China President Xi Jinping
China has moved to overhaul the way patients seek medical care by attempting to break the habit of heading to a big hospital in a major city and instead encouraging folks to seek local advice and referrals first--all in an effort to get a handle on soaring care costs.
The plan would change the habits of millions of patients within 5 years by targeting rural healthcare to ensure that citizens stop travelling to big city hospitals where care is considered much better.
Last month, China said it expected public hospital reforms for 100 cities to be completed by the end of December, with the government also seeing an October start to a massive job of changing the way county-level hospitals operate, China Daily said.
China Daily said that as part of the efforts, 3,077 county hospitals and 446 urban ones have abolished the system of selling drugs at higher than wholesale price, and 224 cities across China have adjusted their costs.
On Friday, the State Council, China's cabinet, said it had asked relevant authorities to set up a system allowing hospitals to target specific patient group and get it into place by 2017 and work to make it operational by 2020.
"By 2020, when most patients will first visit community medical institutions for medical service, top-level hospitals and community-based ones will be able to transfer patients to, and receive them from, each other more smoothly, and patients with acute diseases and chronic diseases will go to different hospitals," the State Council statement said.

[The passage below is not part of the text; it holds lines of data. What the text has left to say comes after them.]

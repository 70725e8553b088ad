#![forbid(unsafe_code)]
#![deny(unreachable_patterns)]

//! Computation core of the unlisted-stock valuation worksheet.
//!
//! The engine owns no state. Everything is read from, and written back to, a host-provided
//! [`FieldAccess`] implementation:
//!
//! - [`derive`] holds the numeric rules. Each one is a pure function of the current fields and is
//!   re-run on every read; `None` means "not computable from the current inputs", which is
//!   distinct from a computed zero. [`DerivationId`] addresses every rule by name.
//! - [`rows`] manages the repeating sections (shareholders, assets, liabilities). Every
//!   [`RowOp`] materializes the section, edits it in memory and rewrites the whole range in one
//!   batch, so a partially applied operation is never observable.
//! - [`classify`] walks the ordered decision rules (shareholder class, minority judgment, company
//!   size). They re-evaluate from the top on every call and return `None` while an answer they
//!   need is missing.
//!
//! Destructive row operations ask the host through the [`Confirm`] port; a refusal leaves the
//! fields untouched.

pub mod classify;
pub mod confirm;
pub mod derive;
pub mod rows;

pub use classify::{
    classify_company_size, classify_shareholder, control_matrix, judge_minority, Answer,
    CompanySize, ControlBand, ControlMatrixCell, Industry, MinorityAnswers, ShareholderClass,
    ValuationMethod,
};
pub use confirm::Confirm;
pub use derive::{evaluate, DerivationId, FiscalYear};
pub use rows::{RowCollection, RowOp, RowOutcome};

pub use valuation_model::{FieldAccess, FieldStore, TableId, ValuationSettings};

Top-level hospitals, the statement said, should focus on research, nurturing talent and complicated disease treatments, while community-based ones should focus on offering long-term care and rehabilitation.
In May, the State Council scrapped a 15% markup on drug sales in major hospitals nationwide in a pilot that aims to transform pharmaceutical cost and quality problems over a two-year horizon as part of a major health system overhaul. It also cuts a key source of revenue for the "superhospitals."
China has 16 public hospitals with more than 3,000 beds, compared to 2,478 beds at the largest U.S. hospital, New York-Presbyterian. The size of these operations serve as a testimony to a lack of public confidence in rural clinics that are meant to provide triage in the massive national system.
Also in May, the State Council and the National Health and Family Planning Commission established several other targets to gain control of costs in the nation's healthcare system, forecasted by McKinsey to reach $1 trillion by 2020, while expanding coverage for a population of more than 1 billion people.
Drug company executives are watching the moves closely because shifting sales channels may lead to overhauls of commercial models that now often target big hospitals in major cities, though several companies have moved to so-called second-tier cities in an effort to follow the policy trend.